▸ INFORMATION PROVIDED:
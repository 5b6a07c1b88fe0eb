use anyhow::{anyhow, Result};
use serde::{Deserialize, Serialize};
use std::path::PathBuf;

/// Configuration for the queue analyzer
#[derive(Debug, Clone, Serialize, Deserialize)]
pub struct Config {
    /// Text extraction settings
    pub extraction: ExtractionConfig,

    /// Temporal aggregation settings
    pub aggregation: AggregationConfig,

    /// Ingest settings for the message feeds
    pub ingest: IngestConfig,

    /// Program archive and follower scraping settings
    pub roster: RosterConfig,

    /// Weather lookup settings
    pub weather: WeatherConfig,

    /// Output and storage settings
    pub output: OutputConfig,
}

#[derive(Debug, Clone, Serialize, Deserialize)]
pub struct ExtractionConfig {
    /// Optional terms file overriding the built-in vocabulary
    pub terms_file: Option<PathBuf>,

    /// Hour candidates at or above this value are implausible
    pub implausible_hour_threshold: f64,

    /// Hours of walking time per metre of reported queue length
    pub distance_time_factor: f64,
}

#[derive(Debug, Clone, Serialize, Deserialize)]
pub struct AggregationConfig {
    /// Weekdays the club is open, Monday = 0
    pub open_weekdays: Vec<u32>,

    /// Upper clamp for intensity-scaled estimates, in hours
    pub max_waiting_time: f64,

    /// Timestamps before this hour belong to the previous night
    pub early_morning_cutoff: u32,
}

#[derive(Debug, Clone, Serialize, Deserialize)]
pub struct IngestConfig {
    /// Directory holding Telegram chat export HTML files
    pub telegram_export_dir: PathBuf,

    /// JSON dump of archived Reddit posts and comments
    pub reddit_dump_file: Option<PathBuf>,
}

#[derive(Debug, Clone, Serialize, Deserialize)]
pub struct RosterConfig {
    /// Base URL of the monthly program archive
    pub archive_url: String,

    /// HTTP request timeout in seconds
    pub request_timeout_seconds: u64,

    /// Directory for per-month roster caches
    pub cache_dir: PathBuf,
}

#[derive(Debug, Clone, Serialize, Deserialize)]
pub struct WeatherConfig {
    /// Location query for the weather API
    pub city: String,
}

#[derive(Debug, Clone, Serialize, Deserialize)]
pub struct OutputConfig {
    /// Directory for aggregated estimates, feature rows and the model
    pub data_dir: PathBuf,

    /// Log level
    pub log_level: String,
}

impl Config {
    /// Load configuration from file, falling back to defaults
    pub fn load() -> Result<Self> {
        let config_paths = [
            "queue-analyzer.toml",
            "config/queue-analyzer.toml",
            "/etc/queue-analyzer/config.toml",
        ];

        for path in &config_paths {
            if let Ok(config_str) = std::fs::read_to_string(path) {
                match toml::from_str(&config_str) {
                    Ok(config) => {
                        tracing::info!("loaded configuration from: {}", path);
                        return Ok(config);
                    }
                    Err(e) => {
                        tracing::warn!("failed to parse config file {}: {}", path, e);
                    }
                }
            }
        }

        Self::from_env()
    }

    /// Defaults overridden by environment variables
    pub fn from_env() -> Result<Self> {
        let mut config = Self::default();

        if let Ok(export_dir) = std::env::var("QUEUE_ANALYZER_EXPORT_DIR") {
            config.ingest.telegram_export_dir = PathBuf::from(export_dir);
        }

        if let Ok(data_dir) = std::env::var("QUEUE_ANALYZER_DATA_DIR") {
            config.output.data_dir = PathBuf::from(data_dir);
        }

        if let Ok(log_level) = std::env::var("QUEUE_ANALYZER_LOG_LEVEL") {
            config.output.log_level = log_level;
        }

        Ok(config)
    }

    /// Save configuration to file
    pub fn save(&self, path: &str) -> Result<()> {
        let config_str = toml::to_string_pretty(self)?;
        std::fs::write(path, config_str)?;
        tracing::info!("configuration saved to: {}", path);
        Ok(())
    }

    /// Validate configuration
    pub fn validate(&self) -> Result<()> {
        if self.extraction.implausible_hour_threshold <= 0.0 {
            return Err(anyhow!("implausible_hour_threshold must be positive"));
        }

        if self.aggregation.max_waiting_time <= 0.0 {
            return Err(anyhow!("max_waiting_time must be positive"));
        }

        if self.aggregation.open_weekdays.iter().any(|&d| d > 6) {
            return Err(anyhow!("open_weekdays entries must be 0..=6, Monday = 0"));
        }

        if self.aggregation.early_morning_cutoff > 23 {
            return Err(anyhow!("early_morning_cutoff must be an hour of day"));
        }

        if self.roster.request_timeout_seconds == 0 {
            return Err(anyhow!("request_timeout_seconds must be greater than 0"));
        }

        Ok(())
    }

    /// Get runtime configuration summary
    pub fn summary(&self) -> String {
        format!(
            "Queue Analyzer Configuration:\n\
            - Telegram Export: {}\n\
            - Data Directory: {}\n\
            - Open Weekdays: {:?}\n\
            - Max Waiting Time: {}h\n\
            - Archive URL: {}\n\
            - Weather City: {}",
            self.ingest.telegram_export_dir.display(),
            self.output.data_dir.display(),
            self.aggregation.open_weekdays,
            self.aggregation.max_waiting_time,
            self.roster.archive_url,
            self.weather.city
        )
    }
}

impl Default for Config {
    fn default() -> Self {
        Self {
            extraction: ExtractionConfig {
                terms_file: None,
                implausible_hour_threshold: 8.0,
                distance_time_factor: 2.0 / 60.0,
            },
            aggregation: AggregationConfig {
                // Friday through Monday morning
                open_weekdays: vec![4, 5, 6, 0],
                max_waiting_time: 10.0,
                early_morning_cutoff: 5,
            },
            ingest: IngestConfig {
                telegram_export_dir: PathBuf::from("./data/telegram_export"),
                reddit_dump_file: None,
            },
            roster: RosterConfig {
                archive_url: "https://www.berghain.berlin/en/program/archive".to_string(),
                request_timeout_seconds: 30,
                cache_dir: PathBuf::from("./cache/roster"),
            },
            weather: WeatherConfig {
                city: "Berlin".to_string(),
            },
            output: OutputConfig {
                data_dir: PathBuf::from("./data"),
                log_level: "info".to_string(),
            },
        }
    }
}

/// Configuration builder for programmatic config creation
pub struct ConfigBuilder {
    config: Config,
}

impl ConfigBuilder {
    pub fn new() -> Self {
        Self {
            config: Config::default(),
        }
    }

    pub fn with_export_dir(mut self, dir: PathBuf) -> Self {
        self.config.ingest.telegram_export_dir = dir;
        self
    }

    pub fn with_data_dir(mut self, dir: PathBuf) -> Self {
        self.config.output.data_dir = dir;
        self
    }

    pub fn with_open_weekdays(mut self, weekdays: Vec<u32>) -> Self {
        self.config.aggregation.open_weekdays = weekdays;
        self
    }

    pub fn with_max_waiting_time(mut self, hours: f64) -> Self {
        self.config.aggregation.max_waiting_time = hours;
        self
    }

    pub fn with_archive_url(mut self, url: String) -> Self {
        self.config.roster.archive_url = url;
        self
    }

    pub fn build(self) -> Config {
        self.config
    }
}

impl Default for ConfigBuilder {
    fn default() -> Self {
        Self::new()
    }
}

#[cfg(test)]
mod tests {
    use super::*;

    #[test]
    fn test_default_config() {
        let config = Config::default();
        assert_eq!(config.aggregation.open_weekdays, vec![4, 5, 6, 0]);
        assert_eq!(config.aggregation.max_waiting_time, 10.0);
        assert_eq!(config.extraction.implausible_hour_threshold, 8.0);
    }

    #[test]
    fn test_config_builder() {
        let config = ConfigBuilder::new()
            .with_export_dir(PathBuf::from("/tmp/export"))
            .with_data_dir(PathBuf::from("/tmp/queue"))
            .with_max_waiting_time(12.0)
            .with_open_weekdays(vec![5, 6])
            .with_archive_url("https://club.example/program/archive".to_string())
            .build();

        assert_eq!(
            config.ingest.telegram_export_dir,
            PathBuf::from("/tmp/export")
        );
        assert_eq!(config.output.data_dir, PathBuf::from("/tmp/queue"));
        assert_eq!(config.aggregation.max_waiting_time, 12.0);
        assert_eq!(config.aggregation.open_weekdays, vec![5, 6]);
        assert_eq!(
            config.roster.archive_url,
            "https://club.example/program/archive"
        );
    }

    #[test]
    fn test_config_validation() {
        let config = Config::default();
        assert!(config.validate().is_ok());

        let bad = ConfigBuilder::new().with_open_weekdays(vec![7]).build();
        assert!(bad.validate().is_err());
    }

    #[test]
    fn test_toml_round_trip() {
        let config = Config::default();
        let text = toml::to_string_pretty(&config).unwrap();
        let parsed: Config = toml::from_str(&text).unwrap();
        assert_eq!(parsed.weather.city, config.weather.city);
    }
}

▸ WHAT YOU HAVE TO DO:
From the data above, return every line from the line that has "pub struct RosterConfig" up to and including the line that has "back to defaults", exactly.

▸ PROBLEM SOLUTION:
pub struct RosterConfig {
    /// Base URL of the monthly program archive
    pub archive_url: String,

    /// HTTP request timeout in seconds
    pub request_timeout_seconds: u64,

    /// Directory for per-month roster caches
    pub cache_dir: PathBuf,
}

#[derive(Debug, Clone, Serialize, Deserialize)]
pub struct WeatherConfig {
    /// Location query for the weather API
    pub city: String,
}

#[derive(Debug, Clone, Serialize, Deserialize)]
pub struct OutputConfig {
    /// Directory for aggregated estimates, feature rows and the model
    pub data_dir: PathBuf,

    /// Log level
    pub log_level: String,
}

impl Config {
    /// Load configuration from file, falling back to defaults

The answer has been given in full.